Die Datenanonymisierung in Ihrem Data Warehouse ist eine Methode zur Wahrung des Datenschutzes, wobei jedoch die ursprünglichen Wesenszüge ihrer Daten weitgehend erhalten bleiben. In der Europäischen Union ist dies für Firmen rechtlich vorgeschrieben. Eine Grundvoraussetzung für die Datenanonymisierung ist die Auslassung sensibler personenbezogener Informationen aus Dokumenten (Verträge), Geschäftsberichten, Kundenanalysen oder Geschäftssystemdatensätzen.

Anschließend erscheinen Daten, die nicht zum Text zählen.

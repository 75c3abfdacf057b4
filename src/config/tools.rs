//! Configuration of the concrete tool implementations.

use crate::state::GenerationSettings;
use serde::{Deserialize, Serialize};
use std::path::PathBuf;

/// External paper retrieval (Semantic Scholar graph API).
#[derive(Debug, Clone, PartialEq, Eq, Serialize, Deserialize)]
#[serde(default)]
pub struct RetrievalConfig {
    pub enabled: bool,
    pub base_url: String,
    /// Papers requested per search
    pub limit: u32,
    /// Environment variable holding an API key, sent as `x-api-key`
    #[serde(skip_serializing_if = "Option::is_none")]
    pub api_key_env: Option<String>,
}

impl Default for RetrievalConfig {
    fn default() -> Self {
        Self {
            enabled: false,
            base_url: "https://api.semanticscholar.org".to_string(),
            limit: 5,
            api_key_env: None,
        }
    }
}

/// OpenAI-compatible text generation used by the intent classifier.
#[derive(Debug, Clone, PartialEq, Serialize, Deserialize)]
#[serde(default)]
pub struct GenerationConfig {
    pub enabled: bool,
    pub base_url: String,
    #[serde(skip_serializing_if = "Option::is_none")]
    pub api_key_env: Option<String>,
    /// Used when the conversation supplies no settings of its own
    pub defaults: GenerationSettings,
}

impl Default for GenerationConfig {
    fn default() -> Self {
        Self {
            enabled: false,
            base_url: "https://api.openai.com".to_string(),
            api_key_env: Some("OPENAI_API_KEY".to_string()),
            defaults: GenerationSettings::default(),
        }
    }
}

#[derive(Debug, Clone, PartialEq, Eq, Serialize, Deserialize)]
#[serde(default)]
pub struct ScopeGuardConfig {
    pub enabled: bool,
    /// Phrases asking the agent to answer without evidence
    pub blocked_requests: Vec<String>,
}

impl Default for ScopeGuardConfig {
    fn default() -> Self {
        Self {
            enabled: true,
            blocked_requests: vec![
                "ignore previous instructions".to_string(),
                "ignore the papers".to_string(),
                "make something up".to_string(),
                "make it up".to_string(),
                "without citing".to_string(),
                "from your own knowledge".to_string(),
            ],
        }
    }
}

/// Where file-origin papers are read from.
#[derive(Debug, Clone, PartialEq, Eq, Serialize, Deserialize)]
#[serde(default)]
pub struct DocumentsConfig {
    pub root: PathBuf,
    /// Fetch url-origin papers over HTTP
    pub allow_remote: bool,
}

impl Default for DocumentsConfig {
    fn default() -> Self {
        Self {
            root: PathBuf::from("."),
            allow_remote: false,
        }
    }
}
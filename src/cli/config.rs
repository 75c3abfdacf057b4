//! Config command handlers

use crate::cli::ConfigInitArgs;
use std::fs;

const EXAMPLE_CONFIG: &str = include_str!("../../scholar.example.toml");

/// Handle `scholar config init` command
pub fn handle_config_init(args: &ConfigInitArgs) -> Result<(), Box<dyn std::error::Error>> {
    if args.output.exists() && !args.force {
        return Err(format!(
            "File already exists: {}. Use --force to overwrite.",
            args.output.display()
        )
        .into());
    }

    fs::write(&args.output, EXAMPLE_CONFIG)?;

    println!("✓ Configuration file created: {}", args.output.display());
    println!("  Edit this file to configure scope policy, tools and logging.");

    Ok(())
}
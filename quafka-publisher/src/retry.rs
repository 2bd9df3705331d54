//! Bounded retry with exponential backoff.

use quafka_core::{
    backoff::{Backoff, Sleeper, TokioSleeper},
    config::ConnectionConfig,
    Result,
};
use std::{fmt, future::Future, sync::Arc};
use tracing::{error, warn};

/// Runs an operation up to `max_retries + 1` times.
///
/// Every failure is retried, whatever its kind. Between attempts the executor
/// waits `initial`, then doubles the wait up to `max`. When attempts run out
/// the last failure is returned unchanged.
#[derive(Clone)]
pub struct RetryExecutor {
    max_retries: u32,
    backoff: Backoff,
    sleeper: Arc<dyn Sleeper>,
}

impl fmt::Debug for RetryExecutor {
    fn fmt(&self, f: &mut fmt::Formatter<'_>) -> fmt::Result {
        f.debug_struct("RetryExecutor")
            .field("max_retries", &self.max_retries)
            .field("backoff", &self.backoff)
            .finish_non_exhaustive()
    }
}

impl RetryExecutor {
    /// Executor waiting on the tokio timer.
    #[must_use]
    pub fn new(max_retries: u32, backoff: Backoff) -> Self {
        Self::with_sleeper(max_retries, backoff, Arc::new(TokioSleeper))
    }

    /// Executor waiting through `sleeper`.
    #[must_use]
    pub fn with_sleeper(max_retries: u32, backoff: Backoff, sleeper: Arc<dyn Sleeper>) -> Self {
        Self { max_retries, backoff, sleeper }
    }

    /// Executor using the retry settings of a connection.
    #[must_use]
    pub fn from_config(config: &ConnectionConfig, sleeper: Arc<dyn Sleeper>) -> Self {
        Self::with_sleeper(
            config.max_retries,
            Backoff::new(config.initial_retry_delay, config.max_retry_delay),
            sleeper,
        )
    }

    /// Retries after the first attempt.
    #[must_use]
    pub fn max_retries(&self) -> u32 {
        self.max_retries
    }

    /// Delay schedule.
    #[must_use]
    pub fn backoff(&self) -> Backoff {
        self.backoff
    }

    /// Run `operation` until it succeeds or attempts run out.
    ///
    /// # Errors
    /// Returns the final attempt's error verbatim.
    pub async fn execute<F, Fut, T>(&self, mut operation: F) -> Result<T>
    where
        F: FnMut() -> Fut,
        Fut: Future<Output = Result<T>>,
    {
        let mut delay = self.backoff.initial();
        let mut attempt = 0u32;

        loop {
            attempt += 1;
            match operation().await {
                Ok(value) => return Ok(value),
                Err(e) if attempt > self.max_retries => {
                    error!("Operation failed after {} attempts: {}", attempt, e);
                    return Err(e);
                },
                Err(e) => {
                    warn!(
                        "Attempt {}/{} failed: {}; retrying in {:?}",
                        attempt,
                        self.max_retries + 1,
                        e,
                        delay
                    );
                    self.sleeper.sleep(delay).await;
                    delay = self.backoff.next_delay(delay);
                },
            }
        }
    }
}

#[cfg(test)]
pub(crate) mod testing {
    use super::*;
    use async_trait::async_trait;
    use parking_lot::Mutex;
    use std::time::Duration;

    /// Sleeper that records requested delays and returns at once.
    #[derive(Debug, Default)]
    pub(crate) struct RecordingSleeper {
        pub(crate) delays: Mutex<Vec<Duration>>,
    }

    #[async_trait]
    impl Sleeper for RecordingSleeper {
        async fn sleep(&self, duration: Duration) {
            self.delays.lock().push(duration);
            tokio::task::yield_now().await;
        }
    }
}
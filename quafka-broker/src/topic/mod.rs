//! Topic management and partitioning.

pub mod partition;
pub mod store;

pub use partition::Partition;
pub use store::{TopicStore, TopicStoreSink, DEFAULT_PARTITIONS};
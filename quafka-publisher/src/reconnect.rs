//! Reconnection policy.

use crate::connection::ConnectionController;
use quafka_core::{
    backoff::{Backoff, Sleeper},
    config::ReconnectConfig,
    Error, Result,
};
use std::time::Duration;
use tracing::{info, warn};

/// Exponential reconnection policy.
///
/// [`attempt_reconnect`](Self::attempt_reconnect) makes a single attempt;
/// [`reconnect`](Self::reconnect) drives the attempts, waiting
/// [`backoff_time`](Self::backoff_time) before each.
#[derive(Debug, Clone, Copy, PartialEq, Eq)]
pub struct ReconnectStrategy {
    max_attempts: u32,
    backoff: Backoff,
}

impl Default for ReconnectStrategy {
    fn default() -> Self {
        Self::from_config(&ReconnectConfig::default())
    }
}

impl ReconnectStrategy {
    /// Policy allowing `max_attempts` attempts on the given schedule.
    #[must_use]
    pub const fn new(max_attempts: u32, initial: Duration, max: Duration) -> Self {
        Self { max_attempts, backoff: Backoff::new(initial, max) }
    }

    /// Policy from configuration.
    #[must_use]
    pub const fn from_config(config: &ReconnectConfig) -> Self {
        Self::new(config.max_attempts, config.initial_backoff, config.max_backoff)
    }

    /// One connect attempt. Returns whether the connection is now connected.
    ///
    /// # Errors
    /// `UNKNOWN_ERROR` wrapping the connect failure.
    pub async fn attempt_reconnect(&self, connection: &ConnectionController) -> Result<bool> {
        connection.connect().await.map_err(|e| {
            Error::unknown(format!("reconnect of {} failed: {}", connection.id(), e.message()))
                .with_source(e)
        })?;
        Ok(connection.is_connected())
    }

    /// Wait before attempt `attempt` (1-based): `min(initial * 2^(attempt-1), max)`.
    #[must_use]
    pub fn backoff_time(&self, attempt: u32) -> Duration {
        self.backoff.delay_for(attempt)
    }

    /// Attempts allowed.
    #[must_use]
    pub const fn max_attempts(&self) -> u32 {
        self.max_attempts
    }

    /// Try up to [`max_attempts`](Self::max_attempts) times.
    ///
    /// # Errors
    /// `RECONNECT_FAILED` once every attempt has failed.
    pub async fn reconnect(
        &self,
        connection: &ConnectionController,
        sleeper: &dyn Sleeper,
    ) -> Result<()> {
        if connection.is_connected() {
            return Ok(());
        }

        let mut last_error = None;
        for attempt in 1..=self.max_attempts {
            sleeper.sleep(self.backoff_time(attempt)).await;
            match self.attempt_reconnect(connection).await {
                Ok(true) => {
                    info!("Connection {} re-established on attempt {}", connection.id(), attempt);
                    return Ok(());
                },
                Ok(false) => {
                    warn!(
                        "Reconnect attempt {}/{} left {} {}",
                        attempt,
                        self.max_attempts,
                        connection.id(),
                        connection.state()
                    );
                },
                Err(e) => {
                    warn!("Reconnect attempt {}/{} failed: {}", attempt, self.max_attempts, e);
                    last_error = Some(e);
                },
            }
        }

        let error = Error::reconnect(format!(
            "gave up on {} after {} attempts",
            connection.id(),
            self.max_attempts
        ));
        Err(match last_error {
            Some(cause) => error.with_source(cause),
            None => error,
        })
    }
}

Die erstmalige elementare Anforderung besteht wahrscheinlich darin, sämtliche Informationen zu löschen, die mühelos zur Identifizierung von Auftraggeber führen können, wie beispielsweise von Mitarbeitern in einer Bankumgebung oder von großen verbreiteten Firmierungen. Hierdurch können die BI-Lösungen ihre Integrität bewahren und müssen die sensiblen Daten durch fiktive Ersatzdaten ersetzen. Sensible Daten von realen Abnehmern und Entitäten werden durch fiktive ersetzt. Ein direkter Ansatz wäre etwa das Ersetzen von Vornamen seitens fiktive Vornamen und Nachnamen mit fiktiven Nachnamen. Bei vielschichtigen heterogenen Systemen besteht die Umgebung aus mehrerlei operativen Systemen, Online Database Services, Data Warehouse und weiteren Systemen, die ausführliche Unternehmensprozesse abdecken und die Anonymiserung von personenbezogenen Daten erschweren.

Es ist empfehlenswert auf Spezialisten zurückzugreifen, die Erfahrung mit den neuen Datenschutzrichtlinien und dem Know-how im Bereich Data Warehouse / Business Intelligence besitzen. Am 25. Mai 2018 richtig aufgestellt zu sein und die Unannehmlichkeiten der DSGVO erst ganz und gar nicht kennenzulernen ist zugegeben sinnig, den das kann außerordentlich kostenintensiv und unangenehm werden.

Tipp: Prüfen Sie nicht nur Ihre BI-Systeme sondern auch Ihre Datenschutzerklärung/Impressum die Sie ihren Kunden und online zur Verfügung stellen.